● RECORDS SHOWN
★ ★ ★ ★ ★ ★ ★

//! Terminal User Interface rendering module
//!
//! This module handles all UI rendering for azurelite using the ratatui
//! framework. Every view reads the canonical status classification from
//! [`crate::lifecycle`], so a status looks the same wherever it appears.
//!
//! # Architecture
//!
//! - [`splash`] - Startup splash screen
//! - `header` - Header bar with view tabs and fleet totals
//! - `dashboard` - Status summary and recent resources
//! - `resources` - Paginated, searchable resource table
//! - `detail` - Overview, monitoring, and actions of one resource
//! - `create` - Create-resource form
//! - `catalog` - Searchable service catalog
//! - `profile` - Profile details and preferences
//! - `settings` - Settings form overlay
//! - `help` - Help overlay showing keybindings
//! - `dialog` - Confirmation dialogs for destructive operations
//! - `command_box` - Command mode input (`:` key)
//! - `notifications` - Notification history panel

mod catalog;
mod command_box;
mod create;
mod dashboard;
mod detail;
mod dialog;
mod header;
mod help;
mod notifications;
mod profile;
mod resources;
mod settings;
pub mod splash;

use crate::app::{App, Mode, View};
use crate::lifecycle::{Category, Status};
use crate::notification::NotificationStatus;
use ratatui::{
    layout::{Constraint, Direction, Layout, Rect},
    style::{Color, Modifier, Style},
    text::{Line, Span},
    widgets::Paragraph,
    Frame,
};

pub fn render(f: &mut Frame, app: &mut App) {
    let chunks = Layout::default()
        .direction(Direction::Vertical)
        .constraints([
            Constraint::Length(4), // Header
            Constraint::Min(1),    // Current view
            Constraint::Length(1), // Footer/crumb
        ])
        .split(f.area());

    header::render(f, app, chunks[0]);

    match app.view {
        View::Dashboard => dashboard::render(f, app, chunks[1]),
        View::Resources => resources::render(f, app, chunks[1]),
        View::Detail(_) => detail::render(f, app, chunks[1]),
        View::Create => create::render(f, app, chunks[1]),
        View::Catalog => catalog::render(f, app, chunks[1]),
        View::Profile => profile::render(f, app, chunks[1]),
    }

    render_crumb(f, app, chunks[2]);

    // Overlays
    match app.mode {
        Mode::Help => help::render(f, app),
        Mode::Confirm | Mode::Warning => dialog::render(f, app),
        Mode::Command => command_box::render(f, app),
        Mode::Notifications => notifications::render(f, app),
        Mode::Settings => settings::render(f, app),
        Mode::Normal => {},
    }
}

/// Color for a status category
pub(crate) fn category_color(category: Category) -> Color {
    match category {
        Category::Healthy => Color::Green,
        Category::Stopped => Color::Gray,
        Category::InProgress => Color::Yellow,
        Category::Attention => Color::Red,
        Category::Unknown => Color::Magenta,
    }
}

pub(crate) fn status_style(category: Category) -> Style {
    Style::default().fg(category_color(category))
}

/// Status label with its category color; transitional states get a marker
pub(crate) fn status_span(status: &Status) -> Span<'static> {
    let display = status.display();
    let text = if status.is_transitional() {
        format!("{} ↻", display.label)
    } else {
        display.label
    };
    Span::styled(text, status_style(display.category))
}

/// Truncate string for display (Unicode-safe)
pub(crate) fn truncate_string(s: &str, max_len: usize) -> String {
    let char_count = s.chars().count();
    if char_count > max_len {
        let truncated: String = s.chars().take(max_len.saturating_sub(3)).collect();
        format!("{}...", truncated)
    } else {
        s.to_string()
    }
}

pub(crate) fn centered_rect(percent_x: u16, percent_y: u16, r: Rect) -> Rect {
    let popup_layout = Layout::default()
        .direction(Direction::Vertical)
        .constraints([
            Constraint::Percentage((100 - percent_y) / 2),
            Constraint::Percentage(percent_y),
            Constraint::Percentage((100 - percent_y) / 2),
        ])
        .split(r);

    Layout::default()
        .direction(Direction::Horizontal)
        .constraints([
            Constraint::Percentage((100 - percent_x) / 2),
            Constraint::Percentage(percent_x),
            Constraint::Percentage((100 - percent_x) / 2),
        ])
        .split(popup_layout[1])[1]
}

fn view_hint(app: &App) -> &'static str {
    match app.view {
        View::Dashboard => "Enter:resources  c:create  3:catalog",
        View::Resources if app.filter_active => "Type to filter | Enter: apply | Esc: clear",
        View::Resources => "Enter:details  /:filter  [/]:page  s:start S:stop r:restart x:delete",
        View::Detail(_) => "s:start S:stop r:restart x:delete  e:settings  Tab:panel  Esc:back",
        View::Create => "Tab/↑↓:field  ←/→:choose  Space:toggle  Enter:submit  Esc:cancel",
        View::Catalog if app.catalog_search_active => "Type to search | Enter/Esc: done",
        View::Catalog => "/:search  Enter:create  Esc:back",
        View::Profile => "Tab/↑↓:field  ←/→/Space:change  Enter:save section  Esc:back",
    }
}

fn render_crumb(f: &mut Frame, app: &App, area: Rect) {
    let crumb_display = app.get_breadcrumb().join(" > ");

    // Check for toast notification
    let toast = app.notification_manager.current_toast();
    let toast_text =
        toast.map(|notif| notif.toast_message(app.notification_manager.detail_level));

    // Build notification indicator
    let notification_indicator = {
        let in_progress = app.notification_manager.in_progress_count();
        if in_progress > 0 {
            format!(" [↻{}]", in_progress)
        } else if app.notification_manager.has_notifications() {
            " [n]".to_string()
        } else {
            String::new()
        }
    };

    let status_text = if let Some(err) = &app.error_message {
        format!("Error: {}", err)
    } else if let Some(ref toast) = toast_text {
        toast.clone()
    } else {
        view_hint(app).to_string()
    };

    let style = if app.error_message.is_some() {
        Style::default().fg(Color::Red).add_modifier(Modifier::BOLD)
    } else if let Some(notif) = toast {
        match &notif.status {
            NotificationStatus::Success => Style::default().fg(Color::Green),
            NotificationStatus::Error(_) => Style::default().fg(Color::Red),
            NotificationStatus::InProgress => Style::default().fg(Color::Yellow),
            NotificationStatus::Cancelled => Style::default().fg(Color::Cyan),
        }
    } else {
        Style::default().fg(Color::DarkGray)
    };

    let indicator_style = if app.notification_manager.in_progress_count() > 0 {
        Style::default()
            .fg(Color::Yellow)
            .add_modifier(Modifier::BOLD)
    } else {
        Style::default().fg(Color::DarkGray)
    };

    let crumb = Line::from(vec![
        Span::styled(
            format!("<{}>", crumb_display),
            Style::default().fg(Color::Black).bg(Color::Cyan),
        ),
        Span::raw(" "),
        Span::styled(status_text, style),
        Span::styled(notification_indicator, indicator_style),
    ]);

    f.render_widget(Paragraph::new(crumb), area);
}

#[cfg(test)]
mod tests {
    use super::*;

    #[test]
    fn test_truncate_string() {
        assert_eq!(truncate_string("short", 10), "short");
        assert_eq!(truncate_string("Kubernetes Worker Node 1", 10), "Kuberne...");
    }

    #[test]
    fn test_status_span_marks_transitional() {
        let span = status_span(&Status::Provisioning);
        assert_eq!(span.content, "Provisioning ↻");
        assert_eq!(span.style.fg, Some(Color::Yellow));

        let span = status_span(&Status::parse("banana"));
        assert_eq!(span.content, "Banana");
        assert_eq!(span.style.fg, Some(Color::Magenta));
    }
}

★ ★ ★ ★ ★ ★ ★

● TASK INSTRUCTIONS
Your task is to quote the lines above, beginning with the first and ending with the one that holds "overlay showing keybindings".

● SOLUTION TO THIS TASK
//! Terminal User Interface rendering module
//!
//! This module handles all UI rendering for azurelite using the ratatui
//! framework. Every view reads the canonical status classification from
//! [`crate::lifecycle`], so a status looks the same wherever it appears.
//!
//! # Architecture
//!
//! - [`splash`] - Startup splash screen
//! - `header` - Header bar with view tabs and fleet totals
//! - `dashboard` - Status summary and recent resources
//! - `resources` - Paginated, searchable resource table
//! - `detail` - Overview, monitoring, and actions of one resource
//! - `create` - Create-resource form
//! - `catalog` - Searchable service catalog
//! - `profile` - Profile details and preferences
//! - `settings` - Settings form overlay
//! - `help` - Help overlay showing keybindings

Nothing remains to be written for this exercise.